## ASSIGNMENT
Copy out all lines in the data below containing the string "Creates".

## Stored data
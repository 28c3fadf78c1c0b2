//! Configuration types for the client and the command-line front end.

pub(crate) mod endpoints;

use std::path::{Path, PathBuf};
use std::time::Duration;

use serde::{Deserialize, Serialize};

pub use endpoints::Endpoints;

use crate::error::{Error, Result};

const USER_AGENT: &str = "Mozilla/5.0 (Macintosh; Intel Mac OS X 10_7_5) AppleWebKit/537.13 (KHTML, like Gecko) Chrome/24.0.1290.1 Safari/537.13";

/// Retry behaviour for requests the remote drops before answering.
#[derive(Debug, Clone, PartialEq, Serialize, Deserialize)]
#[serde(default)]
pub struct RetryPolicy {
    /// Total attempts including the first one.
    pub max_attempts: u32,
    /// Delay before the first retry.
    #[serde(with = "millis")]
    pub initial_delay: Duration,
    /// Upper bound for any single delay.
    #[serde(with = "millis")]
    pub max_delay: Duration,
    /// Factor applied to the delay after each retry.
    pub backoff_multiplier: f64,
}

impl Default for RetryPolicy {
    fn default() -> Self {
        Self {
            max_attempts: 5,
            initial_delay: Duration::from_millis(200),
            max_delay: Duration::from_secs(5),
            backoff_multiplier: 2.0,
        }
    }
}

impl RetryPolicy {
    /// Delay to wait after `delay`, capped at `max_delay`.
    #[must_use]
    pub fn next_delay(&self, delay: Duration) -> Duration {
        delay.mul_f64(self.backoff_multiplier).min(self.max_delay)
    }

    /// Sets the attempt ceiling.
    #[must_use]
    pub const fn with_max_attempts(mut self, attempts: u32) -> Self {
        self.max_attempts = attempts;
        self
    }

    /// Sets the first retry delay.
    #[must_use]
    pub const fn with_initial_delay(mut self, delay: Duration) -> Self {
        self.initial_delay = delay;
        self
    }
}

/// Configuration for a [`Session`](crate::Session).
#[derive(Debug, Clone, Serialize, Deserialize)]
#[serde(default)]
pub struct ClientConfig {
    /// Deadline for a single request, body included.
    #[serde(with = "millis")]
    pub timeout: Duration,
    /// Retry policy for dropped connections.
    pub retry: RetryPolicy,
    /// How often the poller refreshes in-flight tasks.
    #[serde(with = "millis")]
    pub poll_interval: Duration,
    /// Pause after a failed poll before trying again.
    #[serde(with = "millis")]
    pub poll_error_backoff: Duration,
    /// How many times login polls the challenge cookie.
    pub login_check_attempts: u32,
    /// Largest response body accepted.
    pub max_body_bytes: usize,
    /// Tasks per listing page.
    pub page_size: u32,
    /// Sub-files per BT listing page.
    pub bt_page_size: u32,
    /// Page size used when the large BT page comes back truncated.
    pub bt_fallback_page_size: u32,
    pub user_agent: String,
    /// Level used for request and response log lines.
    pub request_log_level: log::Level,
    pub endpoints: Endpoints,
}

impl Default for ClientConfig {
    fn default() -> Self {
        Self {
            timeout: Duration::from_secs(3),
            retry: RetryPolicy::default(),
            poll_interval: Duration::from_secs(60),
            poll_error_backoff: Duration::from_secs(5),
            login_check_attempts: 10,
            max_body_bytes: 32 * 1024 * 1024,
            page_size: 100,
            bt_page_size: 999,
            bt_fallback_page_size: 100,
            user_agent: USER_AGENT.to_string(),
            request_log_level: log::Level::Debug,
            endpoints: Endpoints::default(),
        }
    }
}

impl ClientConfig {
    /// Creates a new configuration with default values.
    #[must_use]
    pub fn new() -> Self {
        Self::default()
    }

    /// Sets the per-request deadline.
    #[must_use]
    pub const fn with_timeout(mut self, timeout: Duration) -> Self {
        self.timeout = timeout;
        self
    }

    /// Sets the retry policy.
    #[must_use]
    pub fn with_retry(mut self, retry: RetryPolicy) -> Self {
        self.retry = retry;
        self
    }

    /// Sets the poll interval.
    #[must_use]
    pub const fn with_poll_interval(mut self, interval: Duration) -> Self {
        self.poll_interval = interval;
        self
    }

    /// Sets the pause after a failed poll.
    #[must_use]
    pub const fn with_poll_error_backoff(mut self, backoff: Duration) -> Self {
        self.poll_error_backoff = backoff;
        self
    }

    /// Sets the listing page size.
    #[must_use]
    pub const fn with_page_size(mut self, size: u32) -> Self {
        self.page_size = size;
        self
    }

    /// Sets the maximum accepted body size.
    #[must_use]
    pub const fn with_max_body_bytes(mut self, limit: usize) -> Self {
        self.max_body_bytes = limit;
        self
    }

    /// Points every remote URL at different hosts.
    #[must_use]
    pub fn with_endpoints(mut self, endpoints: Endpoints) -> Self {
        self.endpoints = endpoints;
        self
    }
}

/// Path configuration for session state and downloads.
#[derive(Debug, Clone)]
pub struct PathConfig {
    /// Directory where downloaded files are verified from.
    pub download_dir: PathBuf,
    /// Directory where configuration files are read from.
    pub config_dir: PathBuf,
    /// File holding the saved session cookies.
    pub cookie_file: PathBuf,
}

impl Default for PathConfig {
    fn default() -> Self {
        let data_dir = dirs::data_dir().unwrap_or_else(|| PathBuf::from("."));
        let config_dir = dirs::config_dir().unwrap_or_else(|| PathBuf::from("."));
        let cookie_file = std::env::var_os("LIXIAN_COOKIE_FILE")
            .map_or_else(|| data_dir.join("lixian").join("cookie.json"), PathBuf::from);

        Self {
            download_dir: PathBuf::from("."),
            config_dir: config_dir.join("lixian"),
            cookie_file,
        }
    }
}

/// Complete application configuration.
#[derive(Debug, Clone, Default)]
pub struct AppConfig {
    /// Client configuration.
    pub client: ClientConfig,
    /// Path configuration.
    pub paths: PathConfig,
}

impl AppConfig {
    /// Creates a new config with default values.
    #[must_use]
    pub fn new() -> Self {
        Self::default()
    }

    /// Loads `config.toml` from the default config directory.
    ///
    /// # Errors
    ///
    /// Returns an error if the file exists but cannot be read or parsed.
    pub fn load() -> Result<Self> {
        let paths = PathConfig::default();
        let client = load_client_config(&paths.config_dir.join("config.toml"))?;
        Ok(Self { client, paths })
    }
}

/// Reads a [`ClientConfig`] from a TOML file, falling back to defaults when
/// the file does not exist.
///
/// # Errors
///
/// Returns an error if the file cannot be read or is not valid TOML.
pub fn load_client_config(path: &Path) -> Result<ClientConfig> {
    match std::fs::read_to_string(path) {
        Ok(contents) => {
            toml::from_str(&contents).map_err(|e| Error::Config(format!("{}: {e}", path.display())))
        }
        Err(e) if e.kind() == std::io::ErrorKind::NotFound => Ok(ClientConfig::default()),
        Err(e) => Err(e.into()),
    }
}

mod millis {
    use std::time::Duration;

    use serde::{Deserialize, Deserializer, Serializer};

    #[allow(clippy::cast_possible_truncation)]
    pub fn serialize<S: Serializer>(d: &Duration, s: S) -> Result<S::Ok, S::Error> {
        s.serialize_u64(d.as_millis() as u64)
    }

    pub fn deserialize<'de, D: Deserializer<'de>>(d: D) -> Result<Duration, D::Error> {
        u64::deserialize(d).map(Duration::from_millis)
    }
}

## TASK SOLUTION
    /// Creates a new configuration with default values.
    /// Creates a new config with default values.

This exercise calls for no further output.